Biyologlara göre, bunlar yaşamın belirtileridir: oldukça organize ve karmaşık bir yapı; çevrelerinden farklı bir kimyasal bileşimin bakımı; çevrelerinden enerji alma, dönüştürme ve kullanma becerisi; dış uyaranlara bir cevap; üreme yeteneği; ve büyüme ve gelişme kapasitesi.
Tüm bitki ve hayvanlar yaşayan organizmalardır. Tüm canlı organizmalar açık bir şekilde hareket etmiyor. Ağaçlar ve mercan gibi bazıları küçük artışlarla hareket ederken, insanlar ve hayvanlar gibi diğerleri çok daha net hareket eder.
Tüm canlı organizmalar da aynı şekilde üremez. Bir mantar, aseksüel olarak (bir partner olmadan), yeni mantarları geçiren ve büyüten sporlar yoluyla çoğalır.
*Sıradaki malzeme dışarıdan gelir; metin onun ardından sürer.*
// Timed power-ups
//
// A power-up applies an additive stat delta to the player when activated
// and removes exactly that delta when it runs out or is taken away, so a
// full cycle always leaves the player's stats where they started.

use glam::Vec2;
use log::{debug, info};

use crate::engine::physics::{presets, FixtureKind, FixtureTag, PhysicsWorld, RigidBodyHandle};
use crate::game::ids::{to_owner, PowerUpId};
use crate::game::characters::{Combatant, Player};
use crate::game::config::CombatConfig;

/// Buff variants
#[derive(Debug, Clone, Copy, PartialEq, Eq, Hash)]
pub enum PowerUpKind {
    /// Extra attack damage
    Strength,
    /// Extra movement speed
    Haste,
    /// Both at once
    Frenzy,
}

impl PowerUpKind {
    /// The stat change this kind grants
    pub fn effect(self, config: &CombatConfig) -> StatDelta {
        match self {
            PowerUpKind::Strength => StatDelta {
                attack_damage: config.power_up_damage_bonus,
                speed: 0,
            },
            PowerUpKind::Haste => StatDelta {
                attack_damage: 0,
                speed: config.power_up_speed_bonus,
            },
            PowerUpKind::Frenzy => StatDelta {
                attack_damage: config.power_up_damage_bonus,
                speed: config.power_up_speed_bonus,
            },
        }
    }
}

/// Additive change to the player's stats
#[derive(Debug, Clone, Copy, PartialEq, Eq, Default)]
pub struct StatDelta {
    pub attack_damage: i32,
    pub speed: i32,
}

impl StatDelta {
    fn apply(self, player: &mut Player) {
        let character = player.character_mut();
        character.attack_damage += self.attack_damage;
        character.speed += self.speed;
    }

    fn revert(self, player: &mut Player) {
        let character = player.character_mut();
        character.attack_damage -= self.attack_damage;
        character.speed -= self.speed;
    }
}

/// Lifecycle of a power-up
#[derive(Debug, Clone, Copy, PartialEq, Eq, Hash, Default)]
pub enum PowerUpState {
    /// Waiting on the ground
    #[default]
    Inactive,
    /// Picked up and counting down
    Active,
    /// Spent; terminal
    Expired,
}

#[derive(Debug)]
pub struct PowerUp {
    kind: PowerUpKind,
    state: PowerUpState,
    /// Seconds left; only counts down while active
    time_remaining: f32,
    effect: StatDelta,
    position: Vec2,
    body: Option<RigidBodyHandle>,
}

impl PowerUp {
    /// Create a power-up without a pickup body
    pub fn new(kind: PowerUpKind, position: Vec2, config: &CombatConfig) -> Self {
        Self::with_duration(kind, position, config.power_up_duration, config)
    }

    pub fn with_duration(
        kind: PowerUpKind,
        position: Vec2,
        duration: f32,
        config: &CombatConfig,
    ) -> Self {
        Self {
            kind,
            state: PowerUpState::Inactive,
            time_remaining: duration,
            effect: kind.effect(config),
            position,
            body: None,
        }
    }

    /// Create a power-up with a sensor body the player can walk into
    pub fn spawn(
        kind: PowerUpKind,
        position: Vec2,
        config: &CombatConfig,
        physics: &mut PhysicsWorld,
        id: PowerUpId,
    ) -> Self {
        let mut power_up = Self::new(kind, position, config);

        let body_handle = physics.add_rigid_body(presets::pickup_body(position.x, position.y));
        physics.add_tagged_collider(
            presets::pickup_collider(config.pickup_radius),
            body_handle,
            FixtureTag::new(FixtureKind::PowerUp, to_owner(id)),
        );
        power_up.body = Some(body_handle);

        debug!("Spawned {:?} power-up {:?} at {}", kind, id, position);
        power_up
    }

    pub fn kind(&self) -> PowerUpKind {
        self.kind
    }

    pub fn state(&self) -> PowerUpState {
        self.state
    }

    pub fn is_active(&self) -> bool {
        self.state == PowerUpState::Active
    }

    pub fn time_remaining(&self) -> f32 {
        self.time_remaining
    }

    pub fn effect(&self) -> StatDelta {
        self.effect
    }

    pub fn position(&self) -> Vec2 {
        self.position
    }

    /// Apply the buff. Only an inactive power-up can be activated.
    pub fn activate(&mut self, player: &mut Player) -> bool {
        if self.state != PowerUpState::Inactive {
            return false;
        }
        self.state = PowerUpState::Active;
        self.effect.apply(player);
        info!(
            "{:?} activated for {:.1}s ({:?})",
            self.kind, self.time_remaining, self.effect
        );
        true
    }

    /// Count down while active; expire once the time goes below zero
    pub fn update(&mut self, delta: f32, player: &mut Player) {
        if self.state != PowerUpState::Active {
            return;
        }
        self.time_remaining -= delta;
        if self.time_remaining < 0.0 {
            self.deactivate(player);
        }
    }

    /// Remove the buff. Only an active power-up can be deactivated.
    pub fn deactivate(&mut self, player: &mut Player) -> bool {
        if self.state != PowerUpState::Active {
            return false;
        }
        self.state = PowerUpState::Expired;
        self.effect.revert(player);
        info!("{:?} expired", self.kind);
        true
    }

    /// Drop the pickup body once it has been collected or removed
    pub fn despawn(&mut self, physics: &mut PhysicsWorld) -> bool {
        match self.body.take() {
            Some(handle) => physics.remove_rigid_body(handle),
            None => false,
        }
    }

    pub fn body(&self) -> Option<RigidBodyHandle> {
        self.body
    }
}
Bununla birlikte, solucanlar hermafrodit'tir, bu da her solucanın biyolojik olarak erkek ve dişi kısımlara sahip olduğu ancak yeni solucanlar yapmak için bir yumurtayı döllemek için bir ortağa ihtiyaç duyduğu anlamına gelir.
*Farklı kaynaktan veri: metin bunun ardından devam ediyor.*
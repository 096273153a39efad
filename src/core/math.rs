// Math utilities for top-down steering and facing

use glam::Vec2;
use rapier2d::prelude::{Real, Vector};

/// Sprites face "up" while angle zero points along +x, so facing angles are
/// offset by a quarter turn.
pub const SPRITE_FACING_OFFSET_DEGREES: f32 = 90.0;

/// Facing angle (degrees) for a sprite looking along `direction`
pub fn facing_angle(direction: Vec2) -> f32 {
    direction.y.atan2(direction.x).to_degrees() - SPRITE_FACING_OFFSET_DEGREES
}

/// Unit vector pointing along `v`, or zero when `v` has no usable length
pub fn direction_or_zero(v: Vec2) -> Vec2 {
    v.normalize_or_zero()
}

/// Convert a glam vector into a rapier vector
pub fn to_physics(v: Vec2) -> Vector<Real> {
    Vector::new(v.x, v.y)
}

/// Convert a rapier vector into a glam vector
pub fn from_physics(v: &Vector<Real>) -> Vec2 {
    Vec2::new(v.x, v.y)
}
Yaşamayan şeyler yukarıda belirtilen yaşam belirtilerine sahip değildir. Genellikle, tencere, tava veya gümüş eşya gibi yaşamayan şeyler plastikten veya metallerden yapılır. Öte yandan, pamuk ve iplik gibi ahşap veya doğal liflerden yapılan nesneler, bir zamanlar canlı oldukları için “canlı” olarak görülmektedir. Taşlar, kayalar, kum ve su canlı değildir, çünkü hiç yaşamadılar, fakat bunların her birinde mikro organizmalar gibi canlı organizmalar bulunabilir.